**What to produce:** Replicate the data exactly, every line included.

**Input for this task:**
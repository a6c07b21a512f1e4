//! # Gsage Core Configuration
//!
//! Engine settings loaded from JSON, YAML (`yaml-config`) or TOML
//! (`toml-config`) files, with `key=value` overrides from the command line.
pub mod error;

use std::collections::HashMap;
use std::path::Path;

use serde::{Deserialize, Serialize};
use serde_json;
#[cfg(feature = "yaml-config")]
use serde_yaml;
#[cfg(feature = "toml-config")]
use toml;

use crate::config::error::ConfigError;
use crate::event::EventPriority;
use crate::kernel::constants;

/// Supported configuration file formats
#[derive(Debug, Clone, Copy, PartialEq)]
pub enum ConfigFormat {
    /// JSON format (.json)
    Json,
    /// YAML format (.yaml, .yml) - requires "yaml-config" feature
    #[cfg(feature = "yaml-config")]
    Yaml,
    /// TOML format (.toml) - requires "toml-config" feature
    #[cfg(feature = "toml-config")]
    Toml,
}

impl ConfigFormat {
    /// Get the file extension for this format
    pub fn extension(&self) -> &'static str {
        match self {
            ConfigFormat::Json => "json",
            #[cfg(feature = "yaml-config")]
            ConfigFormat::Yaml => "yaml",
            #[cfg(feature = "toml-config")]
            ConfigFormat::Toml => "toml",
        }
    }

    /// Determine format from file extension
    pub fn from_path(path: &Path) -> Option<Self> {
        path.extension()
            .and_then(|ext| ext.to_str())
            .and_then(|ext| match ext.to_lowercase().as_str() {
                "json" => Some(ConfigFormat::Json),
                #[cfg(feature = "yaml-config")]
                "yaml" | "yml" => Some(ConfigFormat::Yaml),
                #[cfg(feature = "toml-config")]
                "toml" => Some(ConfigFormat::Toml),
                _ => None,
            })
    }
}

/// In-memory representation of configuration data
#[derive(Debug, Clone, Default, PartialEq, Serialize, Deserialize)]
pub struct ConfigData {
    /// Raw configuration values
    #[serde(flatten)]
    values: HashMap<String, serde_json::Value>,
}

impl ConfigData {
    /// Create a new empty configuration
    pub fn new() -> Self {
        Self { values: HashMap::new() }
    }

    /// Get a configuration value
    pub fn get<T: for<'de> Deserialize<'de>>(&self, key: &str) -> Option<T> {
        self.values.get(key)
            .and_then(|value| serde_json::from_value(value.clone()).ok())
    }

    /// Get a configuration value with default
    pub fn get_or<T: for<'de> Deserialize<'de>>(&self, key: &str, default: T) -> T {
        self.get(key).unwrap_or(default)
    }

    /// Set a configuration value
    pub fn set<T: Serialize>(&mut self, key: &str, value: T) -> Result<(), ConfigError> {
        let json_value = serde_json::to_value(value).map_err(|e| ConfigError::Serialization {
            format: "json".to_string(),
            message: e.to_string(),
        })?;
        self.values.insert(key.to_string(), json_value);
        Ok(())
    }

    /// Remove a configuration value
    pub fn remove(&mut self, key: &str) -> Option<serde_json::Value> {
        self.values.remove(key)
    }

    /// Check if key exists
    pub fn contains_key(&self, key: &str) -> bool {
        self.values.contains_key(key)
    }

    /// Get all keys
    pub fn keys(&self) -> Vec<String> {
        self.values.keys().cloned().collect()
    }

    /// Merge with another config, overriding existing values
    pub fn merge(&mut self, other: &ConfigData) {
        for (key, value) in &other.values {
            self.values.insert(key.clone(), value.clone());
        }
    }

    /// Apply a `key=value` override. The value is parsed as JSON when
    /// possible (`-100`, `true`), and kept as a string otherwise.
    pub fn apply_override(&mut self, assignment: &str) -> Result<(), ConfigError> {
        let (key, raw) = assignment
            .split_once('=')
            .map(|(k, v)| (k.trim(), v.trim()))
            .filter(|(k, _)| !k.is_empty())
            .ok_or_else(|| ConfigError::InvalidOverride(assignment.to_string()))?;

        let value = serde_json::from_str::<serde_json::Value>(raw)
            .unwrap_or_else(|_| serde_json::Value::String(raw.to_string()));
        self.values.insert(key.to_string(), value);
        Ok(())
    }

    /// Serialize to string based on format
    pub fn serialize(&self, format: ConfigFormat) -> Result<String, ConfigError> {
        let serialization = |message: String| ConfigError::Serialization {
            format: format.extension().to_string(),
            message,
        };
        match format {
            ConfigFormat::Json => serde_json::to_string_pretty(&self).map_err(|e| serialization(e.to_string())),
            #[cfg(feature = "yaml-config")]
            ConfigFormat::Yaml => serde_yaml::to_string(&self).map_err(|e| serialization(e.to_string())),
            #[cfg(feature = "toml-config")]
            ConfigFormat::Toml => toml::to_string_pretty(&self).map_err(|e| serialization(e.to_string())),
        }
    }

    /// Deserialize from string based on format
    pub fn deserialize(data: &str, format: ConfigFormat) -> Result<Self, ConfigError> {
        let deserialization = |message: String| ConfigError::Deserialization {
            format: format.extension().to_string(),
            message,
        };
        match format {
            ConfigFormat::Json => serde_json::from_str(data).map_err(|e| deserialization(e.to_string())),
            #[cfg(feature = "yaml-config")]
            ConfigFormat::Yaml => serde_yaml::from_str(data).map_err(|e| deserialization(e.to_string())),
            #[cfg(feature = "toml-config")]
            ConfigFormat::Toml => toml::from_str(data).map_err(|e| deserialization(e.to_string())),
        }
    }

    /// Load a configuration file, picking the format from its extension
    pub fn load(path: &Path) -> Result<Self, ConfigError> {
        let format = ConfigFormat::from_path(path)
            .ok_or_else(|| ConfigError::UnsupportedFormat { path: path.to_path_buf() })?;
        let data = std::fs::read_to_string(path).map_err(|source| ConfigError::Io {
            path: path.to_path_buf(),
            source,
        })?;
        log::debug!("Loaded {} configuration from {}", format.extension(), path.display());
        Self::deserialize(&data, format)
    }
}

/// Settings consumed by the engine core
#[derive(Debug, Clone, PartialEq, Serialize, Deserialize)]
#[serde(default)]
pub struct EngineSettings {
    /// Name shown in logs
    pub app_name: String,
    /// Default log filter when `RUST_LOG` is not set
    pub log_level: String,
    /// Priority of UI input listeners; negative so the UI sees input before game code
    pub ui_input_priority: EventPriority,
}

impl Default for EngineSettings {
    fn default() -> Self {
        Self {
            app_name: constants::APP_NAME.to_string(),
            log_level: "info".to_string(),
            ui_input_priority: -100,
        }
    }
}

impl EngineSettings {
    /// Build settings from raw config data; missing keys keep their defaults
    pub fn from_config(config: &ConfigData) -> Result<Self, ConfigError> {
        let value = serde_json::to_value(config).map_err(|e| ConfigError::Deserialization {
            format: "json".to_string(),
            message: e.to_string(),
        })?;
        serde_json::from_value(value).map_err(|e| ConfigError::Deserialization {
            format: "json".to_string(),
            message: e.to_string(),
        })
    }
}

**Your solution:**
repository a6c07b21a512f1e4
//! # Gsage Core Configuration
//!
//! Engine settings loaded from JSON, YAML (`yaml-config`) or TOML
//! (`toml-config`) files, with `key=value` overrides from the command line.
pub mod error;

use std::collections::HashMap;
use std::path::Path;

use serde::{Deserialize, Serialize};
use serde_json;
#[cfg(feature = "yaml-config")]
use serde_yaml;
#[cfg(feature = "toml-config")]
use toml;

use crate::config::error::ConfigError;
use crate::event::EventPriority;
use crate::kernel::constants;

/// Supported configuration file formats
#[derive(Debug, Clone, Copy, PartialEq)]
pub enum ConfigFormat {
    /// JSON format (.json)
    Json,
    /// YAML format (.yaml, .yml) - requires "yaml-config" feature
    #[cfg(feature = "yaml-config")]
    Yaml,
    /// TOML format (.toml) - requires "toml-config" feature
    #[cfg(feature = "toml-config")]
    Toml,
}

impl ConfigFormat {
    /// Get the file extension for this format
    pub fn extension(&self) -> &'static str {
        match self {
            ConfigFormat::Json => "json",
            #[cfg(feature = "yaml-config")]
            ConfigFormat::Yaml => "yaml",
            #[cfg(feature = "toml-config")]
            ConfigFormat::Toml => "toml",
        }
    }

    /// Determine format from file extension
    pub fn from_path(path: &Path) -> Option<Self> {
        path.extension()
            .and_then(|ext| ext.to_str())
            .and_then(|ext| match ext.to_lowercase().as_str() {
                "json" => Some(ConfigFormat::Json),
                #[cfg(feature = "yaml-config")]
                "yaml" | "yml" => Some(ConfigFormat::Yaml),
                #[cfg(feature = "toml-config")]
                "toml" => Some(ConfigFormat::Toml),
                _ => None,
            })
    }
}

/// In-memory representation of configuration data
#[derive(Debug, Clone, Default, PartialEq, Serialize, Deserialize)]
pub struct ConfigData {
    /// Raw configuration values
    #[serde(flatten)]
    values: HashMap<String, serde_json::Value>,
}

impl ConfigData {
    /// Create a new empty configuration
    pub fn new() -> Self {
        Self { values: HashMap::new() }
    }

    /// Get a configuration value
    pub fn get<T: for<'de> Deserialize<'de>>(&self, key: &str) -> Option<T> {
        self.values.get(key)
            .and_then(|value| serde_json::from_value(value.clone()).ok())
    }

    /// Get a configuration value with default
    pub fn get_or<T: for<'de> Deserialize<'de>>(&self, key: &str, default: T) -> T {
        self.get(key).unwrap_or(default)
    }

    /// Set a configuration value
    pub fn set<T: Serialize>(&mut self, key: &str, value: T) -> Result<(), ConfigError> {
        let json_value = serde_json::to_value(value).map_err(|e| ConfigError::Serialization {
            format: "json".to_string(),
            message: e.to_string(),
        })?;
        self.values.insert(key.to_string(), json_value);
        Ok(())
    }

    /// Remove a configuration value
    pub fn remove(&mut self, key: &str) -> Option<serde_json::Value> {
        self.values.remove(key)
    }

    /// Check if key exists
    pub fn contains_key(&self, key: &str) -> bool {
        self.values.contains_key(key)
    }

    /// Get all keys
    pub fn keys(&self) -> Vec<String> {
        self.values.keys().cloned().collect()
    }

    /// Merge with another config, overriding existing values
    pub fn merge(&mut self, other: &ConfigData) {
        for (key, value) in &other.values {
            self.values.insert(key.clone(), value.clone());
        }
    }

    /// Apply a `key=value` override. The value is parsed as JSON when
    /// possible (`-100`, `true`), and kept as a string otherwise.
    pub fn apply_override(&mut self, assignment: &str) -> Result<(), ConfigError> {
        let (key, raw) = assignment
            .split_once('=')
            .map(|(k, v)| (k.trim(), v.trim()))
            .filter(|(k, _)| !k.is_empty())
            .ok_or_else(|| ConfigError::InvalidOverride(assignment.to_string()))?;

        let value = serde_json::from_str::<serde_json::Value>(raw)
            .unwrap_or_else(|_| serde_json::Value::String(raw.to_string()));
        self.values.insert(key.to_string(), value);
        Ok(())
    }

    /// Serialize to string based on format
    pub fn serialize(&self, format: ConfigFormat) -> Result<String, ConfigError> {
        let serialization = |message: String| ConfigError::Serialization {
            format: format.extension().to_string(),
            message,
        };
        match format {
            ConfigFormat::Json => serde_json::to_string_pretty(&self).map_err(|e| serialization(e.to_string())),
            #[cfg(feature = "yaml-config")]
            ConfigFormat::Yaml => serde_yaml::to_string(&self).map_err(|e| serialization(e.to_string())),
            #[cfg(feature = "toml-config")]
            ConfigFormat::Toml => toml::to_string_pretty(&self).map_err(|e| serialization(e.to_string())),
        }
    }

    /// Deserialize from string based on format
    pub fn deserialize(data: &str, format: ConfigFormat) -> Result<Self, ConfigError> {
        let deserialization = |message: String| ConfigError::Deserialization {
            format: format.extension().to_string(),
            message,
        };
        match format {
            ConfigFormat::Json => serde_json::from_str(data).map_err(|e| deserialization(e.to_string())),
            #[cfg(feature = "yaml-config")]
            ConfigFormat::Yaml => serde_yaml::from_str(data).map_err(|e| deserialization(e.to_string())),
            #[cfg(feature = "toml-config")]
            ConfigFormat::Toml => toml::from_str(data).map_err(|e| deserialization(e.to_string())),
        }
    }

    /// Load a configuration file, picking the format from its extension
    pub fn load(path: &Path) -> Result<Self, ConfigError> {
        let format = ConfigFormat::from_path(path)
            .ok_or_else(|| ConfigError::UnsupportedFormat { path: path.to_path_buf() })?;
        let data = std::fs::read_to_string(path).map_err(|source| ConfigError::Io {
            path: path.to_path_buf(),
            source,
        })?;
        log::debug!("Loaded {} configuration from {}", format.extension(), path.display());
        Self::deserialize(&data, format)
    }
}

/// Settings consumed by the engine core
#[derive(Debug, Clone, PartialEq, Serialize, Deserialize)]
#[serde(default)]
pub struct EngineSettings {
    /// Name shown in logs
    pub app_name: String,
    /// Default log filter when `RUST_LOG` is not set
    pub log_level: String,
    /// Priority of UI input listeners; negative so the UI sees input before game code
    pub ui_input_priority: EventPriority,
}

impl Default for EngineSettings {
    fn default() -> Self {
        Self {
            app_name: constants::APP_NAME.to_string(),
            log_level: "info".to_string(),
            ui_input_priority: -100,
        }
    }
}

impl EngineSettings {
    /// Build settings from raw config data; missing keys keep their defaults
    pub fn from_config(config: &ConfigData) -> Result<Self, ConfigError> {
        let value = serde_json::to_value(config).map_err(|e| ConfigError::Deserialization {
            format: "json".to_string(),
            message: e.to_string(),
        })?;
        serde_json::from_value(value).map_err(|e| ConfigError::Deserialization {
            format: "json".to_string(),
            message: e.to_string(),
        })
    }
}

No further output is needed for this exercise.